Secondo le rilevazioni del CENSIS sulla situazione sociale del Paese al II trimestre 2009, “il mercato del lavoro in Italia ha tendenzialmente retto, o almeno non ha reagito alla crisi peggio di quello di altri Paesi” (Fondazione Censis, “Lavoro, professionalità, rappresentanza” - 43° Rapporto annuale sulla situazione sociale del Paese - dicembre 2009). Fino ad oggi gli effetti negativi determinati dalla cattiva congiuntura si sarebbero riversati esclusivamente sulle componenti meno tutelate del sistema del lavoro, tra cui, appunto “l’ampio bacino del paralavoro”: le “formule occupazionali cresciute a metà strada tra lavoro dipendente ed autonomo, che costituiscono una quota ormai importante del mercato del lavoro”. Si consideri che a giugno 2009 gli atipici erano circa 3 milioni e mezzo di lavoratori e che questi hanno registrato in 12 mesi (tra il 2° trimestre 2008 e il 2° trimestre 2009) una perdita del 4,3%, pari a 162 mila posti di lavoro. Sempre il Censis - su dati Istat - ha rilevato che ad essere maggiormente colpite sono state tutte le diverse forme di lavoro a termine (- 9, 4%), seguite in misura ridotta dalle collaborazioni a progetto ( - 12%) e dalle collaborazioni occasionali (- 19,9%). Per contro, a fronte di settori che hanno visto ridurre sensibilmente i propri livelli occupazionali come l’industria, il turismo e il commercio, ce ne sono alcuni, come i servizi pubblici sociali e alla persona che hanno aumentato il fatturato.
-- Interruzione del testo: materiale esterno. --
//! Transport codec: semantic command to per-transport payloads.
//!
//! [`encode`] is pure: the same record and command always produce the same
//! bundle. Model quirks come from [`crate::models`], per-device quirks from
//! [`DeviceSettings`](crate::device::DeviceSettings).

pub mod colour;
pub mod frame;

use serde_json::{Value, json};

use crate::command::{Command, PowerState, Rgb};
use crate::device::{ColourMode, DeviceRecord};
use crate::error::CommandError;
use crate::models;
use crate::payload::{CloudPayload, LanPayload, PayloadBundle, WirelessPayload};

/// Heater power codes, already framed.
pub const HEATER_ON_CODE: &str = "MwEBAAAAAAAAAAAAAAAAAAAAADM=";
pub const HEATER_OFF_CODE: &str = "MwEAAAAAAAAAAAAAAAAAAAAAADI=";

const OPCODE_POWER: u8 = 0x01;
const OPCODE_BRIGHTNESS: u8 = 0x04;
const OPCODE_COLOUR: u8 = 0x05;

/// Build every transport payload for `command` on `device`.
///
/// # Errors
///
/// Returns [`CommandError::InvalidCode`] when a pre-encoded code does not
/// decode.
pub fn encode(device: &DeviceRecord, command: &Command) -> Result<PayloadBundle, CommandError> {
    let model = device.model.as_str();
    let bundle = match command {
        Command::State(state) => {
            let bit = u8::from(state.is_on());
            PayloadBundle {
                cloud: Some(CloudPayload::new("turn", json!({ "val": bit }))),
                wireless: Some(WirelessPayload::Opcode {
                    cmd: OPCODE_POWER,
                    data: vec![bit],
                }),
                lan: Some(LanPayload::new("turn", json!({ "value": bit }))),
            }
        }
        Command::StateDual(mask) => PayloadBundle {
            cloud: Some(CloudPayload::new("turn", json!({ "val": mask }))),
            ..PayloadBundle::default()
        },
        Command::StateOutlet(state) => {
            let val = match (models::is_outlet_16_17(model), state) {
                (true, PowerState::On) => 17,
                (true, PowerState::Off) => 16,
                (false, PowerState::On) => 1,
                (false, PowerState::Off) => 0,
            };
            PayloadBundle {
                cloud: Some(CloudPayload::new("turn", json!({ "val": val }))),
                ..PayloadBundle::default()
            }
        }
        Command::StateHumidifier(on) | Command::StatePurifier(on) => {
            let bit = u8::from(*on);
            PayloadBundle {
                cloud: Some(CloudPayload::new("turn", json!({ "val": bit }))),
                wireless: Some(WirelessPayload::Opcode {
                    cmd: OPCODE_POWER,
                    data: vec![bit],
                }),
                lan: None,
            }
        }
        Command::StateHeater(on) => {
            let code = if *on { HEATER_ON_CODE } else { HEATER_OFF_CODE };
            coded("multiSync", code)?
        }
        Command::MultiSync(code) => coded("multiSync", code)?,
        Command::PtReal(code) => coded("ptReal", code)?,
        Command::Brightness(level) => brightness(device, *level),
        Command::Color(rgb) => colour(device, *rgb),
        Command::ColorTemperature(kelvin) => colour_temperature(device, *kelvin),
        Command::Scene { cloud, wireless } => {
            let mut bundle = PayloadBundle::default();
            if let Some(code) = cloud {
                let parts: Vec<&str> = code.split(',').collect();
                bundle.cloud = Some(CloudPayload::new("ptReal", json!({ "command": parts })));
                bundle.lan = Some(LanPayload::new("ptReal", json!({ "command": parts })));
            }
            if let Some(code) = wireless {
                bundle.wireless = Some(WirelessPayload::Raw(frame::decode_code(code)?));
            }
            bundle
        }
    };
    Ok(bundle)
}

fn coded(cmd: &str, code: &str) -> Result<PayloadBundle, CommandError> {
    Ok(PayloadBundle {
        cloud: Some(CloudPayload::new(cmd, json!({ "command": [code] }))),
        wireless: Some(WirelessPayload::Raw(frame::decode_code(code)?)),
        lan: None,
    })
}

/// Cloud brightness for a `0..=100` level.
#[must_use]
pub fn cloud_brightness(level: u8, no_scale: bool) -> u8 {
    if no_scale {
        level
    } else {
        scale(f64::from(level) * 2.54)
    }
}

/// Wireless brightness for a `0..=100` level on `model`.
#[must_use]
pub fn wireless_brightness(level: u8, model: &str) -> u8 {
    let max = if models::is_ble_brightness_no_scale(model) {
        f64::from(0x64u8)
    } else {
        f64::from(0xFFu8)
    };
    let value = (f64::from(level) / 100.0 * max).floor();
    scale(value)
}

#[allow(clippy::cast_possible_truncation, clippy::cast_sign_loss)]
fn scale(value: f64) -> u8 {
    value.round().clamp(0.0, 255.0) as u8
}

fn brightness(device: &DeviceRecord, level: u8) -> PayloadBundle {
    PayloadBundle {
        cloud: Some(CloudPayload::new(
            "brightness",
            json!({ "val": cloud_brightness(level, device.settings.cloud_brightness_no_scale) }),
        )),
        wireless: Some(WirelessPayload::Opcode {
            cmd: OPCODE_BRIGHTNESS,
            data: vec![wireless_brightness(level, &device.model)],
        }),
        lan: Some(LanPayload::new("brightness", json!({ "value": level }))),
    }
}

fn colour(device: &DeviceRecord, rgb: Rgb) -> PayloadBundle {
    let Rgb { r, g, b } = rgb;
    let cloud = match device.settings.cloud_colour_mode {
        ColourMode::Rgb => CloudPayload::new("color", json!({ "r": r, "g": g, "b": b })),
        ColourMode::RedGreenBlue => {
            CloudPayload::new("color", json!({ "red": r, "green": g, "blue": b }))
        }
        ColourMode::ColorWc => CloudPayload::new(
            "colorwc",
            json!({
                "color": { "r": r, "g": g, "b": b, "red": r, "green": g, "blue": b },
                "colorTemInKelvin": 0,
            }),
        ),
    };

    let model = device.model.as_str();
    let mut data = if models::is_ble_colour_d(model) {
        vec![0x0D]
    } else if models::is_ble_colour_1501(model) {
        vec![0x15, 0x01]
    } else {
        vec![0x02]
    };
    data.extend_from_slice(&[r, g, b]);
    if models::is_ble_colour_1501(model) && !models::is_ble_colour_d(model) {
        data.extend_from_slice(&[0x00, 0x00, 0x00, 0x00, 0x00, 0xFF, 0x7F]);
    }

    PayloadBundle {
        cloud: Some(cloud),
        wireless: Some(WirelessPayload::Opcode {
            cmd: OPCODE_COLOUR,
            data,
        }),
        lan: Some(LanPayload::new("colorwc", lan_colour(rgb, 0))),
    }
}

fn colour_temperature(device: &DeviceRecord, kelvin: u16) -> PayloadBundle {
    let rgb = colour::kelvin_to_rgb(kelvin);
    let Rgb { r, g, b } = rgb;
    let cloud = match device.settings.cloud_colour_mode {
        ColourMode::Rgb => CloudPayload::new(
            "colorTem",
            json!({ "colorTemInKelvin": kelvin, "color": { "r": r, "g": g, "b": b } }),
        ),
        ColourMode::RedGreenBlue => CloudPayload::new(
            "colorTem",
            json!({ "color": { "red": r, "green": g, "blue": b }, "colorTemInKelvin": kelvin }),
        ),
        ColourMode::ColorWc => CloudPayload::new("colorwc", lan_colour(rgb, kelvin)),
    };

    let prefix = if models::is_ble_colour_d(&device.model) {
        0x0D
    } else {
        0x02
    };

    PayloadBundle {
        cloud: Some(cloud),
        wireless: Some(WirelessPayload::Opcode {
            cmd: OPCODE_COLOUR,
            data: vec![prefix, 0xFF, 0xFF, 0xFF, 0x01, r, g, b],
        }),
        lan: Some(LanPayload::new("colorwc", lan_colour(rgb, kelvin))),
    }
}

fn lan_colour(rgb: Rgb, kelvin: u16) -> Value {
    json!({
        "color": { "r": rgb.r, "g": rgb.g, "b": rgb.b },
        "colorTemInKelvin": kelvin,
    })
}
Nello specifico, infatti, secondo una rilevazione del Centro Studi di Legacoop (dati preconsuntivo 2009) il comparto delle cooperative sociali nel 2009 ha continuato a crescere, seppur rallentando, con un aumento di fatturato pari a + 1,85% rispetto al 2008 e un aumento di occupati pari a + 1,10% (fonte: ErmesImprese, gennaio 2010).
Al di là delle dimensioni della precarietà lavorativa, l’elemento che si vuole sottolineare in questa analisi sono le caratteristiche del fenomeno e le sue ripercussioni a livello sociale .
Per alcuni anni, dal Pacchetto Treu alla Legge Biagi, si è registrato in Emilia Romagna un utilizzo per lo più virtuoso del lavoro non standard: in sostanza l’utilizzo di questi contratti favoriva l’ingresso nel mondo del lavoro dei soggetti tradizionalmente più deboli – le donne e i giovani – e dopo un certo lasso di tempo avveniva la stabilizzazione del lavoratore attraverso contratti standard (Istituto Regionale Studi sociali e politici De Gasperi, “Il ricorso ai contratti di lavoro non standard. Un’indagine nella provincia di Bologna “– 2008)
Negli ultimi anni successivi però si è vista la graduale e trasversale diffusione dei contratti di lavoro atipici, sia in settori attraversati da momenti di crisi o da processi di riorganizzazione, sia in settori che invece hanno visto una crescita costante.
In regione, una forte crescita del settore dei servizi alle imprese e alle persone ha proposto modalità organizzative e lavorative nuove, che si intrecciano anche con i processi di esternalizzazione di molti servizi pubblici. Da qui l’aumento al ricorso dei contratti a termine, utilizzati soprattutto per garantire servizi in base all’appalto vinto dalla cooperativa. Oggi il sistema degli appalti ha portato una graduale diminuzione del numero di lavoratori a termine; parallelamente però si registra una generale preoccupazione, legata alle logiche degli appalti pubblici, dell’accreditamento dei servizi sociosanitari e dei lavori a progetto, che determinano un senso di insicurezza anche ai lavoratori assunti a tempo indeterminato: sono i rinnovi degli appalti o l’accreditamento a determinare la continuità dell’impiego; il lavoratore è chiamato a rispondere in termini flessibili per adeguarsi al lavoro e all’utenza ma resta in uno stato psicologico di profonda precarietà.